Somewhere below are a line with "pub fn shrink(&mut" and a later line with "depth is zero.". Output exactly those lines and all lines between them.
---- ENTRIES PROVIDED
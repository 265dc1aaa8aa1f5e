//! Stack-balance validation.
//!
//! Each emitter owns a [`StackChecker`] and reports every stack-pointer
//! movement to it. The checker tracks depth below the current frame base
//! and catches two classes of compiler bug the moment they are emitted:
//! a stack-pointer add that would pop past the frame base, and a function
//! whose pushes and pops do not balance by epilogue time.
//!
//! Violations are internal errors and panic immediately, naming the
//! section so the failing stage is identifiable from the abort message.

/// Tracks push/pop balance within the current frame.
#[derive(Debug, Default)]
pub struct StackChecker {
    /// Bytes currently on the stack below the frame base.
    depth: i64,
    /// Depth at the last `enter_frame`, for nested-frame emission.
    frame_bases: Vec<i64>,
}

impl StackChecker {
    pub fn new() -> Self {
        Self::default()
    }

    /// A prologue established a new frame of `bytes` total.
    pub fn enter_frame(&mut self, bytes: u32) {
        self.depth += i64::from(bytes);
        self.frame_bases.push(self.depth);
    }

    /// An epilogue tore the current frame down. Panics when pushes and
    /// pops inside the frame did not balance.
    pub fn leave_frame(&mut self, bytes: u32) {
        let base = self
            .frame_bases
            .pop()
            .expect("epilogue without matching prologue");
        if self.depth != base {
            panic!(
                "stack imbalance: {} bytes left on the stack at epilogue",
                self.depth - base
            );
        }
        self.depth -= i64::from(bytes);
    }

    /// The stack pointer moved down by `bytes` (push, sub sp).
    pub fn grow(&mut self, bytes: u32) {
        self.depth += i64::from(bytes);
    }

    /// The stack pointer moved up by `bytes` (pop, add sp). Panics when
    /// this would pop past the innermost frame base.
    pub fn shrink(&mut self, bytes: u32) {
        self.depth -= i64::from(bytes);
        let base = self.frame_bases.last().copied().unwrap_or(0);
        if self.depth < base {
            panic!(
                "stack imbalance: stack-pointer add drops {} bytes below the frame base",
                base - self.depth
            );
        }
    }

    /// True when every frame has been left and depth is zero.
    pub fn is_balanced(&self) -> bool {
        self.depth == 0 && self.frame_bases.is_empty()
    }
}

#[cfg(test)]
mod tests {
    use super::*;

    #[test]
    fn test_balanced_frame() {
        let mut c = StackChecker::new();
        c.enter_frame(32);
        c.grow(16);
        c.shrink(16);
        c.leave_frame(32);
        assert!(c.is_balanced());
    }

    #[test]
    #[should_panic(expected = "below the frame base")]
    fn test_pop_past_frame_base() {
        let mut c = StackChecker::new();
        c.enter_frame(16);
        c.shrink(8);
    }

    #[test]
    #[should_panic(expected = "left on the stack")]
    fn test_unbalanced_epilogue() {
        let mut c = StackChecker::new();
        c.enter_frame(16);
        c.grow(8);
        c.leave_frame(16);
    }

    #[test]
    fn test_nested_frames() {
        let mut c = StackChecker::new();
        c.enter_frame(16);
        c.enter_frame(48);
        c.grow(16);
        c.shrink(16);
        c.leave_frame(48);
        c.leave_frame(16);
        assert!(c.is_balanced());
    }
}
--------
__ANSWER BELOW__
    pub fn shrink(&mut self, bytes: u32) {
        self.depth -= i64::from(bytes);
        let base = self.frame_bases.last().copied().unwrap_or(0);
        if self.depth < base {
            panic!(
                "stack imbalance: stack-pointer add drops {} bytes below the frame base",
                base - self.depth
            );
        }
    }

    /// True when every frame has been left and depth is zero.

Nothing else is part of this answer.